Exercise:
Look below for the line holding "RetryPolicy, tasks: TaskTracker)" and the line holding "Ok(report) if report.failed.is_empty()". Transcribe exactly those lines and all lines between them, nothing more.
*** Records Section Begins ***
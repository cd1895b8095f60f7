//! Keeps PTAL messages in sync with their pull requests.
//!
//! A pull request event is acknowledged immediately and the refresh runs on a tracked
//! background task. Every chat message linked to the pull request is re-rendered and
//! edited on its own; one failing message never blocks the others.

use std::time::Duration;

use anyhow::Context;
use futures::future::join_all;
use rand::Rng;
use tokio::task::JoinHandle;
use tokio_util::task::TaskTracker;
use tracing::{Instrument, error, info, instrument, warn};

use crate::{
    base::{
        config::Config,
        types::{PrKey, PtalMessageMapping, Res, Void},
    },
    service::{
        chat::{self, ChatClient},
        db::DbClient,
        render::{RenderRequest, RendererClient},
    },
};

/// Bounded retry for transient delivery failures.
#[derive(Debug, Clone, Copy, PartialEq, Eq)]
pub struct RetryPolicy {
    /// Total attempts, including the first.
    pub max_attempts: u32,
    /// Backoff base; attempt `n` waits `base * 2^(n-1)` plus up to `base` of jitter.
    pub base_delay: Duration,
}

impl RetryPolicy {
    pub fn from_config(config: &Config) -> Self {
        Self {
            max_attempts: config.delivery_max_attempts.max(1),
            base_delay: Duration::from_millis(config.delivery_retry_base_ms),
        }
    }

    /// A single attempt, no retries.
    pub fn none() -> Self {
        Self {
            max_attempts: 1,
            base_delay: Duration::ZERO,
        }
    }

    /// Delay before the attempt following `attempt`.
    fn backoff(&self, attempt: u32) -> Duration {
        let exponential = self.base_delay.saturating_mul(1 << attempt.saturating_sub(1).min(16));
        let base_ms = self.base_delay.as_millis() as u64;
        let jitter = if base_ms == 0 { 0 } else { rand::thread_rng().gen_range(0..=base_ms) };

        exponential.saturating_add(Duration::from_millis(jitter))
    }
}

/// Per-message outcome of one reconciliation.
#[derive(Debug, Clone, Default, PartialEq, Eq)]
pub struct ReconcileReport {
    /// Message IDs that were edited.
    pub updated: Vec<String>,
    /// Message IDs whose render or edit failed.
    pub failed: Vec<String>,
}

/// Refreshes chat messages for pull requests.
///
/// This is trivially cloneable; clones share the same task tracker.
#[derive(Clone)]
pub struct Reconciler {
    db: DbClient,
    renderer: RendererClient,
    chat: ChatClient,
    retry: RetryPolicy,
    tasks: TaskTracker,
}

impl Reconciler {
    pub fn new(db: DbClient, renderer: RendererClient, chat: ChatClient, retry: RetryPolicy, tasks: TaskTracker) -> Self {
        Self {
            db,
            renderer,
            chat,
            retry,
            tasks,
        }
    }

    /// Schedules reconciliation on a tracked background task and returns immediately.
    #[instrument(skip(self))]
    pub fn schedule(&self, key: PrKey) -> JoinHandle<()> {
        let this = self.clone();

        self.tasks.spawn(
            async move {
                // Process the event.
                let result = this.reconcile(&key).await;

                // Log any errors.
                match result {
                    Ok(report) if report.failed.is_empty() => info!("Reconciled `{}`: {} updated.", key, report.updated.len()),
                    Ok(report) => warn!(
                        "Reconciled `{}`: {} updated, {} failed ({:?}).",
                        key,
                        report.updated.len(),
                        report.failed.len(),
                        report.failed
                    ),
                    Err(err) => error!("Error while reconciling `{}`: {:#}", key, err),
                }
            }
            .in_current_span(),
        )
    }

    /// Re-renders and edits every PTAL message stored for the pull request.
    ///
    /// Only a failure to read the index is returned as an error; per-message failures are
    /// logged and reported.
    #[instrument(skip(self))]
    pub async fn reconcile(&self, key: &PrKey) -> Res<ReconcileReport> {
        let mappings = self.db.list_ptal_messages(key).await?;

        if mappings.is_empty() {
            info!("No PTAL messages found for `{}`.", key);
            return Ok(ReconcileReport::default());
        }

        let outcomes = join_all(mappings.iter().map(|mapping| self.update_message(mapping))).await;

        let mut report = ReconcileReport::default();

        for (mapping, outcome) in mappings.iter().zip(outcomes) {
            match outcome {
                Ok(()) => report.updated.push(mapping.message_id.clone()),
                Err(err) => {
                    error!("Failed to update message `{}`: {:#}", mapping.message_id, err);
                    report.failed.push(mapping.message_id.clone());
                }
            }
        }

        Ok(report)
    }

    /// Renders and delivers one message.
    #[instrument(skip_all, fields(channel_id = %mapping.channel_id, message_id = %mapping.message_id))]
    async fn update_message(&self, mapping: &PtalMessageMapping) -> Void {
        let message = self
            .renderer
            .render(&RenderRequest::from(mapping))
            .await
            .with_context(|| format!("failed to render `{}`", mapping.github_url))?;

        let mut attempt = 1;

        loop {
            match self.chat.edit_message(&mapping.channel_id, &mapping.message_id, &mapping.webhook_token, &message).await {
                Ok(()) => return Ok(()),
                Err(err) if attempt < self.retry.max_attempts && chat::is_transient(&err) => {
                    let delay = self.retry.backoff(attempt);
                    warn!("Attempt {} failed ({}), retrying in {:?}.", attempt, err, delay);

                    tokio::time::sleep(delay).await;
                    attempt += 1;
                }
                Err(err) => return Err(err.context(format!("delivery failed after {attempt} attempt(s)"))),
            }
        }
    }
}
//! Per-key write serialization.

use std::{
    collections::HashMap,
    sync::{Arc, Mutex},
};

use tokio::sync::{Mutex as AsyncMutex, OwnedMutexGuard};

/// Number of idle entries tolerated before the map is pruned.
const PRUNE_THRESHOLD: usize = 1024;

/// A set of named async locks, one per record key.
///
/// Holding the guard for a key makes the holder the only writer of that record; writers
/// of different keys never wait on each other.
#[derive(Default)]
pub(crate) struct KeyedLocks {
    locks: Mutex<HashMap<String, Arc<AsyncMutex<()>>>>,
}

impl KeyedLocks {
    /// Waits until the caller is the only holder of `key`.
    pub(crate) async fn lock(&self, key: &str) -> OwnedMutexGuard<()> {
        let lock = {
            let mut locks = self.locks.lock().unwrap_or_else(|e| e.into_inner());

            if locks.len() > PRUNE_THRESHOLD {
                locks.retain(|_, lock| Arc::strong_count(lock) > 1);
            }

            locks.entry(key.to_string()).or_default().clone()
        };

        lock.lock_owned().await
    }
}
//! Discord delivery for ptal-bot.
//!
//! Edits previously posted PTAL messages through the Discord REST API. The bot token
//! route is tried first; when the bot cannot see the channel and an application ID is
//! configured, the interaction webhook that originally posted the message is used.

use std::{sync::Arc, time::Duration};

use async_trait::async_trait;
use reqwest::Method;
use serde::Serialize;
use serde_json::Value;
use serde_with::skip_serializing_none;
use tracing::{info, instrument, warn};

use crate::base::{
    config::Config,
    types::{RenderedMessage, Res, Void},
};

use super::{ChatClient, DeliveryError, GenericChatClient};

/// Upper bound for a single edit request.
const REQUEST_TIMEOUT: Duration = Duration::from_secs(15);

// Extra methods on `ChatClient` applied by the discord implementation.

impl ChatClient {
    /// Creates a new Discord chat client.
    pub fn discord(config: &Config) -> Res<Self> {
        let client = DiscordChatClient::new(config)?;
        Ok(Self::new(Arc::new(client)))
    }
}

// Structs.

/// Body of a message edit.
#[skip_serializing_none]
#[derive(Debug, Serialize)]
struct EditMessageBody<'a> {
    content: Option<&'a str>,
    embeds: &'a [Value],
    components: &'a [Value],
}

impl<'a> From<&'a RenderedMessage> for EditMessageBody<'a> {
    fn from(message: &'a RenderedMessage) -> Self {
        Self {
            content: message.content.as_deref(),
            embeds: &message.embeds,
            components: &message.components,
        }
    }
}

/// Discord client implementation.
struct DiscordChatClient {
    http: reqwest::Client,
    api_url: String,
    bot_token: String,
    application_id: Option<String>,
}

impl DiscordChatClient {
    #[instrument(name = "DiscordChatClient::new", skip_all)]
    fn new(config: &Config) -> Res<Self> {
        let http = reqwest::Client::builder().timeout(REQUEST_TIMEOUT).user_agent("ptal-bot").build()?;

        Ok(Self {
            http,
            api_url: config.discord_api_url.trim_end_matches('/').to_string(),
            bot_token: config.discord_token.clone(),
            application_id: config.discord_application_id.clone(),
        })
    }

    /// Sends one edit request and classifies the outcome.
    async fn send_edit(&self, url: &str, authorization: Option<&str>, body: &EditMessageBody<'_>) -> Result<(), DeliveryError> {
        let mut request = self.http.request(Method::PATCH, url).json(body);

        if let Some(authorization) = authorization {
            request = request.header(reqwest::header::AUTHORIZATION, authorization);
        }

        let response = request.send().await.map_err(|e| DeliveryError::Transient(e.to_string()))?;
        let status = response.status();

        if status.is_success() {
            return Ok(());
        }

        let text = response.text().await.unwrap_or_default();

        Err(DeliveryError::from_status(status.as_u16(), &text))
    }
}

#[async_trait]
impl GenericChatClient for DiscordChatClient {
    #[instrument(skip(self, webhook_token, message))]
    async fn edit_message(&self, channel_id: &str, message_id: &str, webhook_token: &str, message: &RenderedMessage) -> Void {
        let body = EditMessageBody::from(message);

        let bot_url = format!("{}/channels/{}/messages/{}", self.api_url, channel_id, message_id);
        let authorization = format!("Bot {}", self.bot_token);

        let result = self.send_edit(&bot_url, Some(&authorization), &body).await;

        let result = match (result, self.application_id.as_deref()) {
            (Err(DeliveryError::Forbidden(_)), Some(application_id)) if !webhook_token.is_empty() => {
                warn!("Bot cannot edit message `{}`, falling back to the interaction webhook.", message_id);

                let webhook_url = format!("{}/webhooks/{}/{}/messages/{}", self.api_url, application_id, webhook_token, message_id);
                self.send_edit(&webhook_url, None, &body).await
            }
            (result, _) => result,
        };

        result?;

        info!("Successfully updated PTAL message `{}`.", message_id);

        Ok(())
    }
}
*** Records Section Ends ***
Solution to this exercise:
    pub fn new(db: DbClient, renderer: RendererClient, chat: ChatClient, retry: RetryPolicy, tasks: TaskTracker) -> Self {
        Self {
            db,
            renderer,
            chat,
            retry,
            tasks,
        }
    }

    /// Schedules reconciliation on a tracked background task and returns immediately.
    #[instrument(skip(self))]
    pub fn schedule(&self, key: PrKey) -> JoinHandle<()> {
        let this = self.clone();

        self.tasks.spawn(
            async move {
                // Process the event.
                let result = this.reconcile(&key).await;

                // Log any errors.
                match result {
                    Ok(report) if report.failed.is_empty() => info!("Reconciled `{}`: {} updated.", key, report.updated.len()),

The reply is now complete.